[Opening Data section]
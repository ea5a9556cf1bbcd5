//! Staging of uploaded archives.
//!
//! An upload is hashed as-is (the archive hash), then extracted into its
//! own attempt directory `<staging_root>/<archive_hash>/<attempt>`. Every
//! attempt for the same archive lives under the same hash directory, but
//! concurrent attempts never share files.

use crate::services::{
    error::{ExtractionError, ReleaseError, ReleaseResult},
    hasher,
};
use std::{
    collections::{HashMap, HashSet},
    fs::File,
    io::{self, ErrorKind},
    path::{Path, PathBuf},
};
use tokio::fs;
use tracing::{debug, info};
use uuid::Uuid;
use zip::ZipArchive;

/// Declared MIME types accepted as zip archives.
pub const SUPPORTED_ARCHIVE_TYPES: [&str; 2] = ["application/zip", "application/x-zip-compressed"];

const S_IFMT: u32 = 0o170000;
const S_IFLNK: u32 = 0o120000;

/// An archive that has been hashed and given an extraction directory.
#[derive(Clone, Debug)]
pub struct StagedArchive {
    /// Path of the raw uploaded archive.
    pub archive_path: PathBuf,
    /// Content hash of the raw archive bytes.
    pub archive_hash: String,
    /// Size of the raw archive in bytes.
    pub size: u64,
    /// Directory holding the extracted package for this attempt.
    pub directory: PathBuf,
}

#[derive(Clone, Debug)]
pub struct ArchiveStage {
    staging_root: PathBuf,
}

impl ArchiveStage {
    pub fn new(staging_root: impl Into<PathBuf>) -> Self {
        Self {
            staging_root: staging_root.into(),
        }
    }

    /// Fresh location for an incoming upload before it has been hashed.
    pub fn upload_path(&self) -> PathBuf {
        self.staging_root
            .join("uploads")
            .join(format!("{}.upload", Uuid::new_v4()))
    }

    /// Directory holding every extraction attempt of the given archive.
    pub fn staging_dir(&self, archive_hash: &str) -> PathBuf {
        self.staging_root.join(archive_hash)
    }

    /// Validate the declared type, hash the archive and create an empty
    /// attempt directory for it. Nothing is extracted yet.
    pub async fn prepare(
        &self,
        archive_path: &Path,
        mime_type: &str,
    ) -> ReleaseResult<StagedArchive> {
        ensure_supported_type(mime_type)?;

        let archive_hash = hasher::hash_file(archive_path).await?;
        let size = fs::metadata(archive_path).await?.len();
        let directory = self
            .staging_dir(&archive_hash)
            .join(Uuid::new_v4().to_string());
        fs::create_dir_all(&directory).await?;

        Ok(StagedArchive {
            archive_path: archive_path.to_path_buf(),
            archive_hash,
            size,
            directory,
        })
    }

    /// Extract a prepared archive into its attempt directory.
    ///
    /// On failure the directory is left in place for `discard`.
    pub async fn extract(&self, staged: &StagedArchive) -> ReleaseResult<usize> {
        debug!(
            "extracting {} ({} bytes) into {}",
            staged.archive_path.display(),
            staged.size,
            staged.directory.display()
        );
        let source = staged.archive_path.clone();
        let target = staged.directory.clone();
        let extracted = tokio::task::spawn_blocking(move || extract_zip(&source, &target))
            .await
            .map_err(|err| ExtractionError::Io(io::Error::other(err)))??;
        info!(
            "staged archive {} ({} entries)",
            staged.archive_hash, extracted
        );
        Ok(extracted)
    }

    /// Validate, hash and extract an uploaded archive.
    pub async fn stage(&self, archive_path: &Path, mime_type: &str) -> ReleaseResult<StagedArchive> {
        let staged = self.prepare(archive_path, mime_type).await?;
        self.extract(&staged).await?;
        Ok(staged)
    }

    /// Remove this attempt's directory, and the hash directory once no
    /// other attempt is using it. Missing directories are fine.
    pub async fn discard(&self, staged: &StagedArchive) -> io::Result<()> {
        match fs::remove_dir_all(&staged.directory).await {
            Ok(()) => {}
            Err(err) if err.kind() == ErrorKind::NotFound => {}
            Err(err) => return Err(err),
        }
        // Fails while a concurrent attempt still has its directory here.
        if let Err(err) = fs::remove_dir(self.staging_dir(&staged.archive_hash)).await {
            debug!(
                "keeping staging directory for {}: {}",
                staged.archive_hash, err
            );
        }
        Ok(())
    }
}

fn ensure_supported_type(mime_type: &str) -> ReleaseResult<()> {
    let essence = mime_type.split(';').next().unwrap_or("").trim();
    if SUPPORTED_ARCHIVE_TYPES
        .iter()
        .any(|candidate| candidate.eq_ignore_ascii_case(essence))
    {
        Ok(())
    } else {
        Err(ReleaseError::UnsupportedFileType(mime_type.to_string()))
    }
}

/// Validate a raw entry name and turn it into a path below the root.
///
/// Rejects absolute names, drive prefixes and any `..` segment, whichever
/// separator is used.
fn safe_entry_path(name: &str) -> Result<PathBuf, ExtractionError> {
    let reject = || ExtractionError::PathTraversalRejected(name.to_string());

    if name.starts_with('/') || name.starts_with('\\') {
        return Err(reject());
    }
    let mut path = PathBuf::new();
    for segment in name.split(['/', '\\']) {
        match segment {
            "" | "." => continue,
            ".." => return Err(reject()),
            s if s.contains(':') || s.contains('\0') => return Err(reject()),
            s => path.push(s),
        }
    }
    Ok(path)
}

/// Reject archives where one path is both a file and a directory, or
/// where the same file appears twice.
fn check_entry_conflicts(planned: &[(usize, String, PathBuf, bool)]) -> Result<(), ExtractionError> {
    let mut files: HashMap<&Path, &str> = HashMap::new();
    let mut dirs: HashSet<&Path> = HashSet::new();

    for (_, name, relative, is_dir) in planned {
        if *is_dir {
            dirs.insert(relative.as_path());
        } else if files.insert(relative.as_path(), name.as_str()).is_some() {
            return Err(ExtractionError::EntryConflict(name.clone()));
        }
        for ancestor in relative.ancestors().skip(1) {
            if !ancestor.as_os_str().is_empty() {
                dirs.insert(ancestor);
            }
        }
    }

    match files.iter().find(|(path, _)| dirs.contains(*path)) {
        Some((_, name)) => Err(ExtractionError::EntryConflict(name.to_string())),
        None => Ok(()),
    }
}

/// Extract every entry of the zip at `source` under `target`.
///
/// All entry names are checked before anything is written, so a hostile
/// or inconsistent archive leaves no files behind.
fn extract_zip(source: &Path, target: &Path) -> Result<usize, ExtractionError> {
    let file = File::open(source)?;
    let mut archive = ZipArchive::new(file)?;

    let mut planned = Vec::with_capacity(archive.len());
    for i in 0..archive.len() {
        let entry = archive.by_index(i)?;
        let name = entry.name().to_string();
        let relative = safe_entry_path(&name)?;
        if entry.enclosed_name().is_none() {
            return Err(ExtractionError::PathTraversalRejected(name));
        }
        if entry
            .unix_mode()
            .is_some_and(|mode| mode & S_IFMT == S_IFLNK)
        {
            return Err(ExtractionError::SymlinkRejected(name));
        }
        let is_dir = entry.is_dir();
        if relative.as_os_str().is_empty() {
            continue;
        }
        planned.push((i, name, relative, is_dir));
    }
    check_entry_conflicts(&planned)?;

    let mut written = 0;
    for (i, _, relative, is_dir) in planned {
        let dest = target.join(&relative);
        if is_dir {
            std::fs::create_dir_all(&dest)?;
            continue;
        }
        if let Some(parent) = dest.parent() {
            std::fs::create_dir_all(parent)?;
        }
        let mut entry = archive.by_index(i)?;
        let mut out = File::create(&dest)?;
        io::copy(&mut entry, &mut out)?;
        written += 1;
    }
    Ok(written)
}
use anyhow::{Context, Result};
use clap::Parser;
use std::{env, str::FromStr};

/// Centralized application configuration.
/// Combines environment variables and CLI arguments.
#[derive(Debug, Clone)]
pub struct AppConfig {
    pub host: String,
    pub port: u16,
    pub blob_dir: String,
    pub staging_dir: String,
    pub database_url: String,
    pub hash_concurrency: usize,
    pub max_upload_bytes: usize,
}

/// Command-line + environment configuration.
#[derive(Parser, Debug, Default)]
#[command(author, version, about = "Content-addressed release registry")]
pub struct Args {
    /// Host to bind to (overrides RELEASE_REGISTRY_HOST)
    #[arg(long)]
    pub host: Option<String>,

    /// Port to bind to (overrides RELEASE_REGISTRY_PORT)
    #[arg(long)]
    pub port: Option<u16>,

    /// Directory where manifest and archive blobs are stored (overrides RELEASE_REGISTRY_BLOB_DIR)
    #[arg(long)]
    pub blob_dir: Option<String>,

    /// Directory uploads are staged and extracted in (overrides RELEASE_REGISTRY_STAGING_DIR)
    #[arg(long)]
    pub staging_dir: Option<String>,

    /// Database URL (overrides RELEASE_REGISTRY_DATABASE_URL)
    #[arg(long)]
    pub database_url: Option<String>,

    /// Maximum number of files hashed at once (overrides RELEASE_REGISTRY_HASH_CONCURRENCY)
    #[arg(long)]
    pub hash_concurrency: Option<usize>,

    /// Maximum accepted upload body size in bytes (overrides RELEASE_REGISTRY_MAX_UPLOAD_BYTES)
    #[arg(long)]
    pub max_upload_bytes: Option<usize>,

    /// Run migrations and exit
    #[arg(long)]
    pub migrate: bool,
}

impl AppConfig {
    /// Parse environment variables + CLI args into AppConfig and migrate flag.
    pub fn from_env_and_args() -> Result<(Self, bool)> {
        let args = Args::parse();
        let migrate = args.migrate;
        Ok((Self::from_args(args)?, migrate))
    }

    /// Merge parsed CLI args over environment values and defaults.
    pub fn from_args(args: Args) -> Result<Self> {
        // --- Environment fallback ---
        let env_host = env::var("RELEASE_REGISTRY_HOST").unwrap_or_else(|_| "0.0.0.0".into());
        let env_port = parse_env("RELEASE_REGISTRY_PORT", 3000)?;
        let env_blob_dir =
            env::var("RELEASE_REGISTRY_BLOB_DIR").unwrap_or_else(|_| "./data/blobs".into());
        let env_staging_dir =
            env::var("RELEASE_REGISTRY_STAGING_DIR").unwrap_or_else(|_| "./data/staging".into());
        let env_db = env::var("RELEASE_REGISTRY_DATABASE_URL")
            .unwrap_or_else(|_| "sqlite://./data/meta/release_registry.db".into());
        let env_concurrency = parse_env("RELEASE_REGISTRY_HASH_CONCURRENCY", 16)?;
        let env_max_upload = parse_env("RELEASE_REGISTRY_MAX_UPLOAD_BYTES", 256 * 1024 * 1024)?;

        // --- Merge ---
        let cfg = Self {
            host: args.host.unwrap_or(env_host),
            port: args.port.unwrap_or(env_port),
            blob_dir: args.blob_dir.unwrap_or(env_blob_dir),
            staging_dir: args.staging_dir.unwrap_or(env_staging_dir),
            database_url: args.database_url.unwrap_or(env_db),
            hash_concurrency: args.hash_concurrency.unwrap_or(env_concurrency),
            max_upload_bytes: args.max_upload_bytes.unwrap_or(env_max_upload),
        };

        if cfg.hash_concurrency == 0 {
            anyhow::bail!("hash concurrency must be at least 1");
        }

        Ok(cfg)
    }

    pub fn addr(&self) -> String {
        format!("{}:{}", self.host, self.port)
    }
}

fn parse_env<T>(name: &str, default: T) -> Result<T>
where
    T: FromStr,
    T::Err: std::error::Error + Send + Sync + 'static,
{
    match env::var(name) {
        Ok(value) => value
            .parse::<T>()
            .with_context(|| format!("parsing {} value `{}`", name, value)),
        Err(env::VarError::NotPresent) => Ok(default),
        Err(err) => Err(err).with_context(|| format!("reading {}", name)),
    }
}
[Closing Data section]
• **Problem description**:
If a line above holds the word "uploads", copy it.

• **Your response**:
            .join("uploads")
    /// Directory uploads are staged and extracted in (overrides RELEASE_REGISTRY_STAGING_DIR)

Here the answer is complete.